Parlando della necessità di un nuovo Piano Marshall per la ricostruzione dell’Ucraina dal palco dell’Atlantic Council a Washington, il presidente del Consiglio Mario Draghi, con quel riferimento storico, ha in qualche modo colpito nel segno. Nel senso che rimandare al Piano Marshall, in questo momento e uscendo dalla retorica che spesso si utilizza facendo riferimento ad esso, significa inquadrare nella giusta dimensione storica la fase che stiamo vivendo.
Il Piano Marshall ha rappresentato per il nostro paese e per l’Europa occidentale l’inizio di una nuova epoca: terminata la Seconda Guerra Mondiale, il Vecchio Continente smise di essere il centro politico del mondo, soprattutto a causa delle distruzioni umane e materiali che essa aveva prodotto. L’ordine sancito a Yalta spostava il baricentro a Washington e a Mosca e nella competizione bipolare che segnò la Guerra Fredda, gli Stati Uniti ritennero utile sostenere la ricostruzione di quella porzione di Europa finita nella loro sfera di influenza, anche e soprattutto in funzione anti-sovietica.
Col senno di poi, ovvero alla luce della caduta del Muro di Berlino, Geminiello Alvi parlò qualche anno fa di “Secolo Americano”, mettendo insieme l’ascesa degli USA determinatasi con la Grande Guerra, il progressivo ridimensionamento del ruolo della Gran Bretagna, la fine della centralità dell’Europa continentale dovuto alla Seconda Guerra Mondiale, l’esito della competizione USA-URSS, l’avvento della globalizzazione e del Nuovo Ordine Mondiale a guida statunitense.

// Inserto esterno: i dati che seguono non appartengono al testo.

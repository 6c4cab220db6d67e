//! Version time.
//!
//! Epoch-millisecond instants with one reserved sentinel meaning
//! "uncommitted". The sentinel sorts after every real instant, so an
//! uncommitted version is always the newest thing on its chronicle.

use std::fmt;

use serde::{Deserialize, Serialize};

/// A version's effective time in epoch milliseconds.
#[derive(Clone, Copy, PartialEq, Eq, PartialOrd, Ord, Hash, Serialize, Deserialize)]
#[serde(transparent)]
pub struct VersionTime(i64);

impl VersionTime {
    /// Reserved sentinel: the version exists but has not been committed.
    pub const UNCOMMITTED: VersionTime = VersionTime(i64::MAX);

    /// "Latest, including uncommitted" filter horizon.
    pub const LATEST: VersionTime = VersionTime(i64::MAX);

    pub fn from_millis(ms: i64) -> Self {
        Self(ms)
    }

    pub fn now() -> Self {
        use std::time::{SystemTime, UNIX_EPOCH};
        let ms = SystemTime::now()
            .duration_since(UNIX_EPOCH)
            .unwrap_or_default()
            .as_millis() as i64;
        Self(ms)
    }

    pub fn millis(self) -> i64 {
        self.0
    }

    pub fn is_committed(self) -> bool {
        self != Self::UNCOMMITTED
    }
}

impl fmt::Debug for VersionTime {
    fn fmt(&self, f: &mut fmt::Formatter<'_>) -> fmt::Result {
        if self.is_committed() {
            write!(f, "VersionTime({})", self.0)
        } else {
            write!(f, "VersionTime(uncommitted)")
        }
    }
}

impl fmt::Display for VersionTime {
    fn fmt(&self, f: &mut fmt::Formatter<'_>) -> fmt::Result {
        if self.is_committed() {
            write!(f, "{}", self.0)
        } else {
            write!(f, "uncommitted")
        }
    }
}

Un “Secolo”, pur così variegato, segnato anche da alcune istituzioni internazionali che ne hanno plasmato la fisionomia: dall’ONU, figlio della Società delle Nazioni e della criminalizzazione della cosiddetta “guerra d’aggressione”, agli accordi di Bretton Woods (e successive modifiche), che resero il dollaro moneta di riserva mondiale, per finire con la codificazione, tramite il WTO ed altri trattati, della globalizzazione, esito finale della logica del libero commercio mondiale.
Di questo “Secolo”, in ogni caso, il secondo dopoguerra è stato il fulcro, ma l’impressione è che esso volga al termine, avendo esaurito il suo percorso.
Sull’obsolescenza degli organismi internazionali su cui si è retto, molto è stato scritto recentemente. Il conflitto in Ucraina (e la pandemia prima) ha semplicemente fatto esplodere le numerose contraddizioni latenti.
Il meccanismo innescato dall’attacco russo contro Kiev e dalle successive sanzioni contro Mosca sta generando una nuova cortina di ferro in Europa (già apparsa all’orizzonte nei mesi precedenti con il mancato riconoscimento della reciprocità vaccinale), diversa dalla precedente e, forse, anche più spessa.
L’ormai inevitabile ingresso delle neutrali Svezia e Finlandia nella NATO, e soprattutto l’adesione di quest’ultima, significano la fine irrevocabile dell’ordine di Yalta, venuto meno di fatto negli ultimi trent’anni, ma non sotto il profilo del diritto internazionale.
La vera questione è: quando e come finirà questa “terza guerra mondiale” (come la definì Papa Bergoglio) ormai sempre meno latente e dove passerà la nuova cortina di ferro. Le risposte le forniranno il conflitto nel Donbass e, con ogni probabilità, il destino di Taiwan.
Dalle ceneri del mondo unipolare e del “Secolo Americano” sta sorgendo un nuovo ordine multipolare. Ma a volerlo, con buona pace degli anti-americani sparsi nel pianeta, sembra essere proprio Washington, non più disposta a sostenere i molti oneri connessi alla leadership, decisa, tuttavia, a trattenere il continente europeo nella sua sfera. E a fargli pagare, come dimostrano i contraccolpi economici delle sanzioni, i costi del cambio di paradigma.
La costruzione del nuovo mondo ne avrà di ingenti, ma il nuovo Piano Marshall lo pagheremo noi.